Unqualified UN Ambassador is the Perfect Weak Link
President Donald Trump’s recent choice of the relatively unknown Congressman John Ratcliffe for Director of National Intelligence and his elevation of Kelly Craft as U.S. ambassador to the United Nations—despite concerns about her inexperience—illustrates the power vacuum within Trump’s cabinet, and the opportunities this opens up for interventionists like National Security Advisor John Bolton and Secretary of State Mike Pompeo.
The rash of remarkably unqualified and inexperienced candidates for top slots points to a presidency that values personal loyalty to Donald Trump above the ability to govern effectively. This atmosphere favors those with Washington insider status and the policy goals to bring it to fruition, say defense analysts who spoke to TAC.
Trump’s recent picks “fit the pattern of the eroding of competence which is particularly happening in the national security apparatus,” said Trita Parsi, associate professor at Georgetown University, in an interview with TAC. These are “clearly people that are just willing to go along with whatever the political agenda is.”
Unfortunately, that agenda may be wielded now by the most experienced, and powerful senior officials left standing—Bolton and Pompeo—whose aggressive foreign policies sometimes clash with their president’s.

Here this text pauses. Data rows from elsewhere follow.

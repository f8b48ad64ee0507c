//! # injector-runtime - Object Composition for Rust
//!
//! A runtime that builds object graphs from registrations. Types describe
//! how they are constructed; the container selects constructors, resolves
//! their dependencies and caches results according to each registration's
//! lifetime.
//!
//! ## Features
//!
//! - **Lock-free reads** - Registration tables are published as immutable
//!   snapshots; resolving never takes a lock on the hot path
//! - **Seven lifetimes** - Transient, singleton, container-controlled,
//!   hierarchical, per-resolve, per-thread and externally controlled
//! - **Child containers** - Shadow registrations without touching the parent
//! - **Member selection** - The best satisfiable constructor wins,
//!   deterministically
//! - **Interfaces and generics** - Map `dyn Trait` contracts to
//!   implementations; register open generic definitions once
//! - **Two pipeline strategies** - Interpreted, or specialized closures that
//!   cache member selection
//! - **Observable** - Optional `tracing` integration with JSON or pretty output
//!
//! ## Quick Start
//!
//! ```rust
//! use injector_runtime::{Container, Lifetime, MetadataBuilder, Parameter, TypeDescriptor};
//! use std::sync::Arc;
//!
//! struct Database { url: String }
//! struct UserService { db: Arc<Database> }
//!
//! let container = Container::new();
//! container.add_metadata(
//!     MetadataBuilder::<UserService>::new()
//!         .constructor([Parameter::of::<Database>("db")], |mut args| {
//!             Ok(UserService { db: args.take(0)? })
//!         })
//!         .finish(),
//! );
//!
//! container.singleton(Database { url: "postgres://localhost".into() }).unwrap();
//! container
//!     .register_type(TypeDescriptor::of::<UserService>(), None, None, Some(Lifetime::Singleton), Vec::new())
//!     .unwrap();
//!
//! let users = container.get::<UserService>().unwrap();
//! assert_eq!(users.db.url, "postgres://localhost");
//! ```
//!
//! ## Interfaces
//!
//! ```rust
//! use injector_runtime::{Container, Lifetime, MetadataBuilder, TypeDescriptor};
//!
//! trait Greeter: Send + Sync { fn greet(&self) -> String; }
//! struct English;
//! impl Greeter for English { fn greet(&self) -> String { "hello".into() } }
//!
//! let container = Container::new();
//! container.add_metadata(
//!     MetadataBuilder::<English>::new()
//!         .constructor([], |_| Ok(English))
//!         .implements::<dyn Greeter>(|e| e)
//!         .finish(),
//! );
//! container
//!     .register_type(
//!         TypeDescriptor::of_trait::<dyn Greeter>(),
//!         Some(TypeDescriptor::of::<English>()),
//!         None,
//!         Some(Lifetime::ContainerControlled),
//!         Vec::new(),
//!     )
//!     .unwrap();
//!
//! assert_eq!(container.get_trait::<dyn Greeter>().unwrap().greet(), "hello");
//! ```
//!
//! ## Child Containers
//!
//! ```rust
//! use injector_runtime::Container;
//!
//! struct AppConfig { name: String }
//! struct RequestContext { id: String }
//!
//! let root = Container::new();
//! root.singleton(AppConfig { name: "MyApp".into() }).unwrap();
//!
//! let request = root.create_child_container(Some("request"));
//! request.singleton(RequestContext { id: "req-123".into() }).unwrap();
//!
//! assert!(request.contains::<AppConfig>());
//! assert!(!root.contains::<RequestContext>());
//!
//! root.dispose();
//! assert!(request.is_disposed());
//! ```

extern crate self as injector_runtime;

mod catalog;
mod container;
mod contract;
mod engine;
mod error;
mod injection;
mod lifetime;
#[cfg(feature = "logging")]
pub mod logging;
mod metadata;
mod pipeline;
mod provider;
mod registration;
mod scope;
mod selection;
mod storage;
mod types;

pub use catalog::TypeCatalog;
pub use container::{Container, ContainerConfig, DEFAULT_MAX_DEPTH};
pub use contract::Contract;
pub use error::{BoxError, DiError, Fault, FaultKind, RegistrationError, ResolutionError, Result, SharedCause};
pub use injection::{InjectionArg, InjectionMember, OverrideTarget, ResolverFn, ResolverOverride};
pub use lifetime::{Lifetime, LifetimeState};
pub use metadata::{
    Arguments, Constructor, Directive, Instance, Member, MetadataBuilder, MetadataProvider, Method, Parameter,
    TypeMetadata, Value,
};
pub use pipeline::{PipelineStrategy, Resolver, Stage};
pub use provider::{Describe, Dispose, Injectable};
pub use registration::{Category, FactoryFn, RegistrationInfo, RegistrationManager};
pub use selection::{MatchRank, SelectionError, Signature};
pub use storage::DEFAULT_FLAT_LIMIT;
pub use types::{TypeDescriptor, TypeKey, TypeKind};

#[cfg(feature = "derive")]
pub use injector_runtime_derive::Inject;

// Re-export tracing macros for convenience when logging feature is enabled
#[cfg(feature = "logging")]
pub use tracing::{debug, error, info, trace, warn};

/// Prelude for convenient imports
pub mod prelude {
    pub use crate::{
        Arguments, Container, ContainerConfig, Describe, DiError, Dispose, InjectionArg, InjectionMember, Lifetime,
        Member, MetadataBuilder, Method, Parameter, ResolutionError, Resolver, ResolverOverride, Result,
        TypeDescriptor, TypeMetadata,
    };
    #[cfg(feature = "derive")]
    pub use crate::Inject;
    pub use std::sync::Arc;
}
pub(crate) type ConstructFn = Arc<dyn Fn(Arguments) -> Result<Instance, BoxError> + Send + Sync>;
pub(crate) type SetterFn =
    Arc<dyn Fn(&mut (dyn Any + Send + Sync), Value) -> Result<(), BoxError> + Send + Sync>;
pub(crate) type MethodFn =
    Arc<dyn Fn(&mut (dyn Any + Send + Sync), Arguments) -> Result<(), BoxError> + Send + Sync>;
pub(crate) type CastFn = Arc<dyn Fn(Value) -> Option<Value> + Send + Sync>;
pub(crate) type DisposeFn = Arc<dyn Fn(&Value) + Send + Sync>;

// =============================================================================
// Metadata provider
// =============================================================================

/// Source of type metadata for the runtime.
///
/// The default implementation is [`TypeCatalog`](crate::TypeCatalog); custom
/// providers can be plugged in through
/// [`ContainerConfig::metadata`](crate::ContainerConfig::metadata).
pub trait MetadataProvider: Send + Sync {
    /// Metadata describing `ty`, if any
    fn metadata(&self, ty: &TypeDescriptor) -> Option<Arc<TypeMetadata>>;

    /// Whether a value of `from` can stand in for `to`
    fn is_assignable(&self, from: &TypeDescriptor, to: &TypeDescriptor) -> bool;

    /// Reshape a value of `from` into the representation of `to`
    fn cast(&self, value: Value, from: &TypeDescriptor, to: &TypeDescriptor) -> Option<Value>;

    /// The closed form of `definition` over `arguments`, if one is described
    fn close_generic(
        &self,
        definition: &TypeDescriptor,
        arguments: &[TypeDescriptor],
    ) -> Option<TypeDescriptor>;

    /// Counter that changes whenever described metadata changes. Providers
    /// whose metadata never changes keep the default.
    fn revision(&self) -> u64 {
        0
    }
}

// =============================================================================
// Directives
// =============================================================================

/// How a parameter, field or property obtains its value
#[derive(Clone)]
pub enum Directive {
    /// Use this literal value
    Value(Value, TypeDescriptor),
    /// Resolve the declared type under this registration name
    Named(Arc<str>),
    /// Resolve if possible, otherwise fall back to the default (or leave unset)
    Optional(Option<Value>),
}

impl fmt::Debug for Directive {
    fn fmt(&self, f: &mut fmt::Formatter<'_>) -> fmt::Result {
        match self {
            Directive::Value(_, ty) => f.debug_tuple("Value").field(&ty.name()).finish(),
            Directive::Named(name) => f.debug_tuple("Named").field(name).finish(),
            Directive::Optional(default) => f
                .debug_tuple("Optional")
                .field(&default.is_some())
                .finish(),
        }
    }
}

// =============================================================================
// Parameters and arguments
// =============================================================================

/// A declared constructor or method parameter
#[derive(Clone, Debug)]
pub struct Parameter {
    name: Cow<'static, str>,
    ty: TypeDescriptor,
    directive: Option<Directive>,
}

impl Parameter {
    pub fn new(name: impl Into<Cow<'static, str>>, ty: TypeDescriptor) -> Self {
        Self {
            name: name.into(),
            ty,
            directive: None,
        }
    }

    /// Parameter receiving an `Arc<T>`
    #[inline]
    pub fn of<T: Injectable>(name: impl Into<Cow<'static, str>>) -> Self {
        Self::new(name, TypeDescriptor::of::<T>())
    }

    /// Parameter receiving an `Arc<dyn Trait>`
    #[inline]
    pub fn of_trait<I: ?Sized + 'static>(name: impl Into<Cow<'static, str>>) -> Self {
        Self::new(name, TypeDescriptor::of_trait::<I>())
    }

    /// Parameter receiving every registration of `T`
    #[inline]
    pub fn all<T: Injectable>(name: impl Into<Cow<'static, str>>) -> Self {
        Self::new(name, TypeDescriptor::array_of(TypeDescriptor::of::<T>()))
    }

    /// Resolve under a registration name
    pub fn named(mut self, name: &str) -> Self {
        self.directive = Some(Directive::Named(Arc::from(name)));
        self
    }

    /// Leave unset when the dependency cannot be resolved
    pub fn optional(mut self) -> Self {
        self.directive = Some(Directive::Optional(None));
        self
    }

    /// Fall back to `value` when the dependency cannot be resolved
    pub fn or_value(mut self, value: Value) -> Self {
        self.directive = Some(Directive::Optional(Some(value)));
        self
    }

    /// Always receive this literal value
    pub fn with_value<V: Injectable>(mut self, value: V) -> Self {
        self.directive = Some(Directive::Value(Arc::new(value), TypeDescriptor::of::<V>()));
        self
    }

    #[inline]
    pub fn name(&self) -> &str {
        &self.name
    }

    #[inline]
    pub fn ty(&self) -> &TypeDescriptor {
        &self.ty
    }

    #[inline]
    pub fn directive(&self) -> Option<&Directive> {
        self.directive.as_ref()
    }
}

/// Values supplied to a constructor or method, in parameter order.
pub struct Arguments {
    values: Vec<Option<Value>>,
}

impl Arguments {
    pub fn new(values: Vec<Option<Value>>) -> Self {
        Self { values }
    }

    #[inline]
    pub fn len(&self) -> usize {
        self.values.len()
    }

    #[inline]
    pub fn is_empty(&self) -> bool {
        self.values.is_empty()
    }

    /// Take the erased value at `index`
    #[inline]
    pub fn raw(&mut self, index: usize) -> Option<Value> {
        self.values.get_mut(index).and_then(Option::take)
    }

    /// Take a required concrete argument
    pub fn take<T: Injectable>(&mut self, index: usize) -> Result<Arc<T>, BoxError> {
        match self.take_optional::<T>(index)? {
            Some(value) => Ok(value),
            None => Err(format!("argument {} ({}) was not supplied", index, type_name::<T>()).into()),
        }
    }

    /// Take an optional concrete argument
    pub fn take_optional<T: Injectable>(&mut self, index: usize) -> Result<Option<Arc<T>>, BoxError> {
        match self.raw(index) {
            None => Ok(None),
            Some(value) => value
                .downcast::<T>()
                .map(Some)
                .map_err(|_| format!("argument {} is not a {}", index, type_name::<T>()).into()),
        }
    }

    /// Take a required interface argument
    pub fn take_trait<I: ?Sized + Send + Sync + 'static>(
        &mut self,
        index: usize,
    ) -> Result<Arc<I>, BoxError> {
        match self.take_trait_optional::<I>(index)? {
            Some(value) => Ok(value),
            None => Err(format!("argument {} ({}) was not supplied", index, type_name::<I>()).into()),
        }
    }

    /// Take an optional interface argument
    pub fn take_trait_optional<I: ?Sized + Send + Sync + 'static>(
        &mut self,
        index: usize,
    ) -> Result<Option<Arc<I>>, BoxError> {
        match self.raw(index) {
            None => Ok(None),
            Some(value) => value
                .downcast::<Arc<I>>()
                .map(|view| Some(Arc::unwrap_or_clone(view)))
                .map_err(|_| format!("argument {} is not an Arc<{}>", index, type_name::<I>()).into()),
        }
    }

    /// Take an array argument holding every registration of `T`
    pub fn take_all<T: Injectable>(&mut self, index: usize) -> Result<Vec<Arc<T>>, BoxError> {
        let Some(value) = self.raw(index) else {
            return Ok(Vec::new());
        };
        let items = value
            .downcast::<Vec<Value>>()
            .map_err(|_| format!("argument {} is not an array", index))?;
        items
            .iter()
            .map(|item| {
                Arc::clone(item)
                    .downcast::<T>()
                    .map_err(|_| format!("array item is not a {}", type_name::<T>()).into())
            })
            .collect()
    }
}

“My view on this is that any appointment on Trump’s foreign policy staff after the ascent of Bolton will reflect Bolton’s will,” said Mark Perry, TAC senior writer and author of The Pentagon’s Wars. “Which is to say: if Kelly Craft meets with Bolton’s approval, it’s because he views her as weak.”
Almost everyone else who originally held a senior national security job has now left the Trump administration, including the defense secretary, national security adviser, attorney general, FBI director, secretary of state, White House chief of staff, secretary of Homeland Security, and director of the Secret Service.
This week, the Senate confirmed multi-million dollar Republican donor Kelly Craft to replace Nikki Halley, who left her post as ambassador to the United Nations at the end of 2018. Craft was mostly absent from her previous position as Trump-appointed ambassador to Canada. Before that she was appointed delegate to the UN by President George W. Bush, and headed her own business advisory firm in Kentucky. That is where her resume seems to end. She has no other government or foreign policy background, academic or professional, to speak of. This makes her one of the least experienced people to ever hold the post.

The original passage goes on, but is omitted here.